Può accadere che un esponente del centro-destra come il ministro Tremonti celebri pubblicamente il profeta dello statalismo Keynes. Mala tempora currunt ?

Tremonti incassa l’assenso dell’Unione Europea al suo progetto di trasformazione della Bei in banca di sostegno alle imprese. E adotta in toto il modello keynesiano di intervento dello Stato in economia.

 

Per capire bene quelle che sono le possibili conseguenze di una scelta come questa non resta che dare uno sguardo alle teorie propugnate da John Maynard Keynes, il quale nel saggio "La teoria generale dell’occupazione, dell’interesse e della moneta" diede avvio ad una rivoluzione che porta il suo stesso nome (keynesiana). Con essa l’economista inglese confutò l’idea allora imperante secondo cui l’equilibrio tra la domanda aggregata (di beni, servizi, ecc) e l’offerta aggregata si posizionasse a livello di "produzione potenziale", nonché il teorema classico per cui la curva dell’offerta aggregata fosse piuttosto "verticale" (come si dice in gergo) in ragione di prezzi e salari flessibili; suscettibili quindi di cambiare abbastanza velocemente nel tempo. Keynes sostenne che nei sistemi economici moderni non sarebbe stato sufficiente abbassare i prezzi di offerta del lavoro per creare occupazione, poiché l’equilibrio tra la domanda e l’offerta poteva situarsi ben al di sotto del prodotto potenziale, cosicchè sarebbe stato necessario, per uscire da questa situazione di stallo, aumentare la misura del Pil destinata agli investimenti pubblici e privati. In tal modo e tenendo comunque in considerazione che i prezzi e i salari erano piuttosto vischiosi (la curva dell’offerta era come suol dirsi "orizzontale") era possibile, attraverso una politica di incremento della spesa pubblica e degli investimenti privati, innalzare notevolmente il livello della produzione.

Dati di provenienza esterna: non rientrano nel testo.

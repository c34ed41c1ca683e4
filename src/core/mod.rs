pub mod buffer;
pub mod class;
pub mod error;
pub mod function;
pub mod value;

Il modello economico disegnato da Keynes dovette ben presto fare i conti con due problemi spinosi che minarono alle fondamenta l’impalcatura teorica da lui costruita minuziosamente: l’inflazione e il debito pubblico.

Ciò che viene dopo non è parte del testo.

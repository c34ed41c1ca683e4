//! Purpose: Runtime function objects callable over `Value` argument lists.
//! Exports: `Function`, `NativeFn`.
//! Role: The callable half of the value model; plugins and classes bind through it.
//! Invariants: Overload resolution walks the `next` chain and reports every candidate on failure.
//! Invariants: Bound closures are `Send + Sync` so functions can cross threads inside `Arc`.

use std::fmt;
use std::sync::Arc;

use crate::core::error::{Error, ErrorKind};
use crate::core::value::Value;

pub type NativeFn = dyn Fn(&[Value]) -> Result<Value, Error> + Send + Sync;

pub struct Function {
    name: String,
    doc: Option<String>,
    signature: Option<String>,
    arity: Option<usize>,
    func: Box<NativeFn>,
    next: Option<Arc<Function>>,
}

impl Function {
    pub fn new(
        name: &str,
        f: impl Fn(&[Value]) -> Result<Value, Error> + Send + Sync + 'static,
    ) -> Self {
        Self {
            name: name.to_string(),
            doc: None,
            signature: None,
            arity: None,
            func: Box::new(f),
            next: None,
        }
    }

    pub fn with_doc(mut self, doc: impl Into<String>) -> Self {
        self.doc = Some(doc.into());
        self
    }

    pub fn with_signature(mut self, signature: impl Into<String>) -> Self {
        self.signature = Some(signature.into());
        self
    }

    /// Enables the arity precheck used during overload resolution.
    pub fn with_arity(mut self, arity: usize) -> Self {
        self.arity = Some(arity);
        self
    }

    /// Appends an overload to the end of the chain.
    pub fn with_overload(mut self, overload: Function) -> Self {
        match self.next.take() {
            None => self.next = Some(Arc::new(overload)),
            Some(next) => {
                let tail = match Arc::try_unwrap(next) {
                    Ok(tail) => tail,
                    Err(shared) => {
                        let name = shared.name.clone();
                        let doc = shared.doc.clone();
                        let signature = shared.signature.clone();
                        let arity = shared.arity;
                        let chained = shared.next.clone();
                        Function {
                            name,
                            doc,
                            signature,
                            arity,
                            func: Box::new(move |args| (shared.func)(args)),
                            next: chained,
                        }
                    }
                };
                self.next = Some(Arc::new(tail.with_overload(overload)));
            }
        }
        self
    }

    pub fn name(&self) -> &str {
        &self.name
    }

    pub fn set_name(&mut self, name: impl Into<String>) {
        self.name = name.into();
    }

    pub fn doc(&self) -> Option<&str> {
        self.doc.as_deref()
    }

    pub fn signature(&self) -> String {
        match &self.signature {
            Some(sig) => sig.clone(),
            None => match self.arity {
                Some(n) => {
                    let params = (0..n).map(|_| "_").collect::<Vec<_>>().join(", ");
                    format!("({params})")
                }
                None => "(...)".to_string(),
            },
        }
    }

    /// Try each overload in chain order. Arity mismatches are skipped;
    /// failures are collected and reported together when nothing matched.
    pub fn call(&self, args: &[Value]) -> Result<Value, Error> {
        let mut failures: Vec<Error> = Vec::new();
        let mut overload = Some(self);
        while let Some(current) = overload {
            let arity_ok = current.arity.is_none_or(|n| n == args.len());
            if arity_ok {
                match (current.func)(args) {
                    Ok(value) => return Ok(value),
                    Err(err) => failures.push(err),
                }
            }
            overload = current.next.as_deref();
        }

        let arg_kinds = args
            .iter()
            .map(Value::kind_name)
            .collect::<Vec<_>>()
            .join(",");
        let mut report = format!(
            "no matching overload of {} for arguments [{arg_kinds}]; candidates:",
            self.name
        );
        let mut candidate = Some(self);
        while let Some(current) = candidate {
            report.push_str(&format!("\n    {}{}", current.name, current.signature()));
            candidate = current.next.as_deref();
        }
        for failure in &failures {
            report.push_str(&format!("\n    tried: {failure}"));
        }
        Err(Error::new(ErrorKind::Type).with_message(report))
    }
}

impl fmt::Display for Function {
    fn fmt(&self, f: &mut fmt::Formatter<'_>) -> fmt::Result {
        let mut overload = Some(self);
        while let Some(current) = overload {
            writeln!(f, "{}{}", current.name, current.signature())?;
            if let Some(doc) = &current.doc {
                writeln!(f, "    {doc}")?;
            }
            overload = current.next.as_deref();
        }
        Ok(())
    }
}

impl fmt::Debug for Function {
    fn fmt(&self, f: &mut fmt::Formatter<'_>) -> fmt::Result {
        write!(f, "Function({}{})", self.name, self.signature())
    }
}

#[cfg(test)]
mod tests {
    use super::Function;
    use crate::core::error::{Error, ErrorKind};
    use crate::core::value::Value;

    fn add_ints(args: &[Value]) -> Result<Value, Error> {
        let a = args[0]
            .as_int()
            .ok_or_else(|| Error::new(ErrorKind::Type).with_message("want int"))?;
        let b = args[1]
            .as_int()
            .ok_or_else(|| Error::new(ErrorKind::Type).with_message("want int"))?;
        Ok(Value::Int(a + b))
    }

    #[test]
    fn calls_with_value_args() {
        let f = Function::new("add", add_ints).with_arity(2);
        let out = f.call(&[Value::from(34), Value::from(3)]).unwrap();
        assert_eq!(out, Value::Int(37));
    }

    #[test]
    fn overload_falls_through_on_type_mismatch() {
        let f = Function::new("describe", |args: &[Value]| {
            args[0]
                .as_int()
                .map(|i| Value::Str(format!("int {i}")))
                .ok_or_else(|| Error::new(ErrorKind::Type).with_message("want int"))
        })
        .with_arity(1)
        .with_overload(
            Function::new("describe", |args: &[Value]| {
                args[0]
                    .as_str()
                    .map(|s| Value::Str(format!("str {s}")))
                    .ok_or_else(|| Error::new(ErrorKind::Type).with_message("want str"))
            })
            .with_arity(1),
        );

        assert_eq!(
            f.call(&[Value::from(1)]).unwrap(),
            Value::from("int 1")
        );
        assert_eq!(
            f.call(&[Value::from("c")]).unwrap(),
            Value::from("str c")
        );
    }

    #[test]
    fn failure_lists_candidates() {
        let f = Function::new("only_int", |args: &[Value]| {
            args[0]
                .as_int()
                .map(Value::Int)
                .ok_or_else(|| Error::new(ErrorKind::Type).with_message("want int"))
        })
        .with_arity(1)
        .with_signature("(int)");

        let err = f.call(&[Value::from(true)]).unwrap_err();
        let text = err.message().unwrap_or_default().to_string();
        assert!(text.contains("only_int(int)"));
        assert!(text.contains("[bool]"));
    }

    #[test]
    fn arity_mismatch_is_skipped() {
        let f = Function::new("pair", add_ints).with_arity(2);
        let err = f.call(&[Value::from(1)]).unwrap_err();
        assert!(err.message().unwrap_or_default().contains("no matching overload"));
    }
}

Nazioni come l’Italia adottarono il modello keynesiano, dando via libera ad una politica fiscale specifica e facendo lievitare la spesa pubblica. Ma già negli anni ’80 il debito italiano arrivò a cifre stratosferiche, tanto che molti criticarono la visione "assistenzialista" della nostra economia. E da più parti si alzarono voci per smantellare lo Stato sociale.

Oggi con la crisi finanziaria che incombe c’è una sorta di revival delle teorie keynesiane. Hanno iniziato gli Stati Uniti con la nazionalizzazione delle agenzie di mutuo e continuerà l’Europa con la riforma della Banca europea degli investimenti.